:: Work request ::
Nothing should differ between your answer and the records.

•••••

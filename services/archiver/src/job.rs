use crate::executor::{ArchivalExecutor, ReconcileReport};
use crate::scanner::ArchivalScanner;
use futures::stream::{self, StreamExt};
use serde::Serialize;
use serde_json::json;
use tracing::{error, info, instrument};
use tweet_storage::PartitionCount;

/// Result of one job invocation, shaped like a function-trigger response
#[derive(Debug, Clone, PartialEq, Eq, Serialize)]
#[serde(rename_all = "camelCase")]
pub struct JobResponse {
    pub status_code: u16,
    pub body: String,
}

impl JobResponse {
    pub fn is_success(&self) -> bool {
        self.status_code == 200
    }
}

#[derive(Debug, Serialize)]
struct PartitionFailure {
    partition: String,
    error: String,
}

/// One archival pass over every over-threshold partition
pub struct ArchivalJob {
    scanner: ArchivalScanner,
    executor: ArchivalExecutor,
    threshold: i64,
    partition_concurrency: usize,
}

impl ArchivalJob {
    pub fn new(
        scanner: ArchivalScanner,
        executor: ArchivalExecutor,
        threshold: i64,
        partition_concurrency: usize,
    ) -> Self {
        Self {
            scanner,
            executor,
            threshold,
            partition_concurrency: partition_concurrency.max(1),
        }
    }

    /// Scan, then reconcile each partition down to the threshold.
    ///
    /// A failing partition does not stop the others; any failure turns the
    /// response into a 500.
    #[instrument(skip(self), fields(threshold = self.threshold))]
    pub async fn run(&self) -> JobResponse {
        let partitions = match self.scanner.find_over_threshold(self.threshold).await {
            Ok(partitions) => partitions,
            Err(e) => {
                error!(error = %e, "Count scan failed");
                return response(
                    500,
                    json!({ "message": "Archival failed", "error": e.to_string() }),
                );
            }
        };

        let results: Vec<(PartitionCount, Result<ReconcileReport, String>)> =
            stream::iter(partitions)
                .map(|count| async move {
                    let excess = count.item_count - self.threshold;
                    let result = self
                        .executor
                        .reconcile(&count.partition, excess)
                        .await
                        .map_err(|e| e.to_string());
                    (count, result)
                })
                .buffered(self.partition_concurrency)
                .collect()
                .await;

        let mut archived = Vec::new();
        let mut failures = Vec::new();
        for (count, result) in results {
            match result {
                Ok(report) => archived.push(report),
                Err(e) => {
                    error!(partition = %count.partition, error = %e, "Partition archival failed");
                    failures.push(PartitionFailure {
                        partition: count.partition.to_string(),
                        error: e,
                    });
                }
            }
        }

        let rows: usize = archived.iter().map(|r| r.rows_archived).sum();
        info!(
            partitions = archived.len(),
            failures = failures.len(),
            rows_archived = rows,
            "Archival run finished"
        );

        if failures.is_empty() {
            response(
                200,
                json!({
                    "message": "Archival complete",
                    "threshold": self.threshold,
                    "rowsArchived": rows,
                    "partitions": archived,
                }),
            )
        } else {
            response(
                500,
                json!({
                    "message": "Archival failed",
                    "threshold": self.threshold,
                    "partitions": archived,
                    "failures": failures,
                }),
            )
        }
    }
}

fn response(status_code: u16, body: serde_json::Value) -> JobResponse {
    JobResponse {
        status_code,
        body: body.to_string(),
    }
}
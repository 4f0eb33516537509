//! Key-value store seam shared by the ingestion and archival pipelines.
//!
//! Two tables are modeled:
//!
//! - item rows, keyed by `(partition, sort_id)` and ordered by `sort_id`
//! - partition counters, keyed by `partition`, mutated only by atomic adds
//!
//! Implementations: [`crate::dynamo::DynamoKeyValueStore`] and
//! [`crate::memory::MemoryKeyValueStore`].

use crate::error::StoreError;
use crate::model::{ItemKey, PartitionCount, PartitionKey, PutOutcome, StoredItem};
use async_trait::async_trait;
use std::collections::BTreeMap;

/// Maximum number of items accepted by a single put or delete call
pub const MAX_BATCH_ITEMS: usize = 25;

/// Opaque continuation token returned by paginated reads
#[derive(Debug, Clone, PartialEq, Eq, Default)]
pub struct PageToken(BTreeMap<String, String>);

impl PageToken {
    pub fn from_pairs<I, K, V>(pairs: I) -> Self
    where
        I: IntoIterator<Item = (K, V)>,
        K: Into<String>,
        V: Into<String>,
    {
        Self(
            pairs
                .into_iter()
                .map(|(k, v)| (k.into(), v.into()))
                .collect(),
        )
    }

    pub fn get(&self, attribute: &str) -> Option<&str> {
        self.0.get(attribute).map(String::as_str)
    }

    pub fn iter(&self) -> impl Iterator<Item = (&String, &String)> {
        self.0.iter()
    }
}

/// One page of a paginated read
#[derive(Debug, Clone, PartialEq)]
pub struct Page<T> {
    pub items: Vec<T>,
    /// Present when more results may follow
    pub next: Option<PageToken>,
}

impl<T> Page<T> {
    pub fn last(items: Vec<T>) -> Self {
        Self { items, next: None }
    }
}

#[cfg_attr(any(test, feature = "mocks"), mockall::automock)]
#[async_trait]
pub trait KeyValueStore: Send + Sync {
    /// Insert each item unless its dedup key already exists.
    ///
    /// At most [`MAX_BATCH_ITEMS`] items. Returns one outcome per input item,
    /// in input order.
    async fn put_items_if_absent(
        &self,
        items: &[StoredItem],
    ) -> Result<Vec<PutOutcome>, StoreError>;

    /// Rows of a partition in ascending sort key order
    async fn query_partition(
        &self,
        partition: &PartitionKey,
        limit: usize,
        start: Option<PageToken>,
    ) -> Result<Page<StoredItem>, StoreError>;

    /// Atomically add `delta` (may be negative) to the partition counter,
    /// creating it at `delta` if absent
    async fn add_to_count(&self, partition: &PartitionKey, delta: i64) -> Result<(), StoreError>;

    /// Delete rows by primary key, at most [`MAX_BATCH_ITEMS`] keys
    async fn delete_items(&self, keys: &[ItemKey]) -> Result<(), StoreError>;

    /// Counters with `item_count > threshold`. Pages may be empty while a
    /// token is still returned.
    async fn scan_counts_above(
        &self,
        threshold: i64,
        start: Option<PageToken>,
    ) -> Result<Page<PartitionCount>, StoreError>;
}

pub(crate) fn check_batch_size(size: usize) -> Result<(), StoreError> {
    if size > MAX_BATCH_ITEMS {
        return Err(StoreError::BatchTooLarge {
            size,
            limit: MAX_BATCH_ITEMS,
        });
    }
    Ok(())
}

#[cfg(test)]
mod tests {
    use super::*;

    #[test]
    fn test_page_token_lookup() {
        let token = PageToken::from_pairs([("ID", "01HQ"), ("PROVIDER#CRITERIA", "twitter#a")]);
        assert_eq!(token.get("ID"), Some("01HQ"));
        assert_eq!(token.get("missing"), None);
        assert_eq!(token.iter().count(), 2);
    }

    #[test]
    fn test_batch_limit() {
        assert!(check_batch_size(MAX_BATCH_ITEMS).is_ok());
        assert!(matches!(
            check_batch_size(MAX_BATCH_ITEMS + 1),
            Err(StoreError::BatchTooLarge { size: 26, limit: 25 })
        ));
    }
}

•••••

:: Answer space ::
filename services/archiver/src/job.rs
use crate::executor::{ArchivalExecutor, ReconcileReport};
use crate::scanner::ArchivalScanner;
use futures::stream::{self, StreamExt};
use serde::Serialize;
use serde_json::json;
use tracing::{error, info, instrument};
use tweet_storage::PartitionCount;

/// Result of one job invocation, shaped like a function-trigger response
#[derive(Debug, Clone, PartialEq, Eq, Serialize)]
#[serde(rename_all = "camelCase")]
pub struct JobResponse {
    pub status_code: u16,
    pub body: String,
}

impl JobResponse {
    pub fn is_success(&self) -> bool {
        self.status_code == 200
    }
}

#[derive(Debug, Serialize)]
struct PartitionFailure {
    partition: String,
    error: String,
}

/// One archival pass over every over-threshold partition
pub struct ArchivalJob {
    scanner: ArchivalScanner,
    executor: ArchivalExecutor,
    threshold: i64,
    partition_concurrency: usize,
}

impl ArchivalJob {
    pub fn new(
        scanner: ArchivalScanner,
        executor: ArchivalExecutor,
        threshold: i64,
        partition_concurrency: usize,
    ) -> Self {
        Self {
            scanner,
            executor,
            threshold,
            partition_concurrency: partition_concurrency.max(1),
        }
    }

    /// Scan, then reconcile each partition down to the threshold.
    ///
    /// A failing partition does not stop the others; any failure turns the
    /// response into a 500.
    #[instrument(skip(self), fields(threshold = self.threshold))]
    pub async fn run(&self) -> JobResponse {
        let partitions = match self.scanner.find_over_threshold(self.threshold).await {
            Ok(partitions) => partitions,
            Err(e) => {
                error!(error = %e, "Count scan failed");
                return response(
                    500,
                    json!({ "message": "Archival failed", "error": e.to_string() }),
                );
            }
        };

        let results: Vec<(PartitionCount, Result<ReconcileReport, String>)> =
            stream::iter(partitions)
                .map(|count| async move {
                    let excess = count.item_count - self.threshold;
                    let result = self
                        .executor
                        .reconcile(&count.partition, excess)
                        .await
                        .map_err(|e| e.to_string());
                    (count, result)
                })
                .buffered(self.partition_concurrency)
                .collect()
                .await;

        let mut archived = Vec::new();
        let mut failures = Vec::new();
        for (count, result) in results {
            match result {
                Ok(report) => archived.push(report),
                Err(e) => {
                    error!(partition = %count.partition, error = %e, "Partition archival failed");
                    failures.push(PartitionFailure {
                        partition: count.partition.to_string(),
                        error: e,
                    });
                }
            }
        }

        let rows: usize = archived.iter().map(|r| r.rows_archived).sum();
        info!(
            partitions = archived.len(),
            failures = failures.len(),
            rows_archived = rows,
            "Archival run finished"
        );

        if failures.is_empty() {
            response(
                200,
                json!({
                    "message": "Archival complete",
                    "threshold": self.threshold,
                    "rowsArchived": rows,
                    "partitions": archived,
                }),
            )
        } else {
            response(
                500,
                json!({
                    "message": "Archival failed",
                    "threshold": self.threshold,
                    "partitions": archived,
                    "failures": failures,
                }),
            )
        }
    }
}

fn response(status_code: u16, body: serde_json::Value) -> JobResponse {
    JobResponse {
        status_code,
        body: body.to_string(),
    }
}
repository 4f0eb33516537509
//! Key-value store seam shared by the ingestion and archival pipelines.
//!
//! Two tables are modeled:
//!
//! - item rows, keyed by `(partition, sort_id)` and ordered by `sort_id`
//! - partition counters, keyed by `partition`, mutated only by atomic adds
//!
//! Implementations: [`crate::dynamo::DynamoKeyValueStore`] and
//! [`crate::memory::MemoryKeyValueStore`].

use crate::error::StoreError;
use crate::model::{ItemKey, PartitionCount, PartitionKey, PutOutcome, StoredItem};
use async_trait::async_trait;
use std::collections::BTreeMap;

/// Maximum number of items accepted by a single put or delete call
pub const MAX_BATCH_ITEMS: usize = 25;

/// Opaque continuation token returned by paginated reads
#[derive(Debug, Clone, PartialEq, Eq, Default)]
pub struct PageToken(BTreeMap<String, String>);

impl PageToken {
    pub fn from_pairs<I, K, V>(pairs: I) -> Self
    where
        I: IntoIterator<Item = (K, V)>,
        K: Into<String>,
        V: Into<String>,
    {
        Self(
            pairs
                .into_iter()
                .map(|(k, v)| (k.into(), v.into()))
                .collect(),
        )
    }

    pub fn get(&self, attribute: &str) -> Option<&str> {
        self.0.get(attribute).map(String::as_str)
    }

    pub fn iter(&self) -> impl Iterator<Item = (&String, &String)> {
        self.0.iter()
    }
}

/// One page of a paginated read
#[derive(Debug, Clone, PartialEq)]
pub struct Page<T> {
    pub items: Vec<T>,
    /// Present when more results may follow
    pub next: Option<PageToken>,
}

impl<T> Page<T> {
    pub fn last(items: Vec<T>) -> Self {
        Self { items, next: None }
    }
}

#[cfg_attr(any(test, feature = "mocks"), mockall::automock)]
#[async_trait]
pub trait KeyValueStore: Send + Sync {
    /// Insert each item unless its dedup key already exists.
    ///
    /// At most [`MAX_BATCH_ITEMS`] items. Returns one outcome per input item,
    /// in input order.
    async fn put_items_if_absent(
        &self,
        items: &[StoredItem],
    ) -> Result<Vec<PutOutcome>, StoreError>;

    /// Rows of a partition in ascending sort key order
    async fn query_partition(
        &self,
        partition: &PartitionKey,
        limit: usize,
        start: Option<PageToken>,
    ) -> Result<Page<StoredItem>, StoreError>;

    /// Atomically add `delta` (may be negative) to the partition counter,
    /// creating it at `delta` if absent
    async fn add_to_count(&self, partition: &PartitionKey, delta: i64) -> Result<(), StoreError>;

    /// Delete rows by primary key, at most [`MAX_BATCH_ITEMS`] keys
    async fn delete_items(&self, keys: &[ItemKey]) -> Result<(), StoreError>;

    /// Counters with `item_count > threshold`. Pages may be empty while a
    /// token is still returned.
    async fn scan_counts_above(
        &self,
        threshold: i64,
        start: Option<PageToken>,
    ) -> Result<Page<PartitionCount>, StoreError>;
}

pub(crate) fn check_batch_size(size: usize) -> Result<(), StoreError> {
    if size > MAX_BATCH_ITEMS {
        return Err(StoreError::BatchTooLarge {
            size,
            limit: MAX_BATCH_ITEMS,
        });
    }
    Ok(())
}

#[cfg(test)]
mod tests {
    use super::*;

    #[test]
    fn test_page_token_lookup() {
        let token = PageToken::from_pairs([("ID", "01HQ"), ("PROVIDER#CRITERIA", "twitter#a")]);
        assert_eq!(token.get("ID"), Some("01HQ"));
        assert_eq!(token.get("missing"), None);
        assert_eq!(token.iter().count(), 2);
    }

    #[test]
    fn test_batch_limit() {
        assert!(check_batch_size(MAX_BATCH_ITEMS).is_ok());
        assert!(matches!(
            check_batch_size(MAX_BATCH_ITEMS + 1),
            Err(StoreError::BatchTooLarge { size: 26, limit: 25 })
        ));
    }
}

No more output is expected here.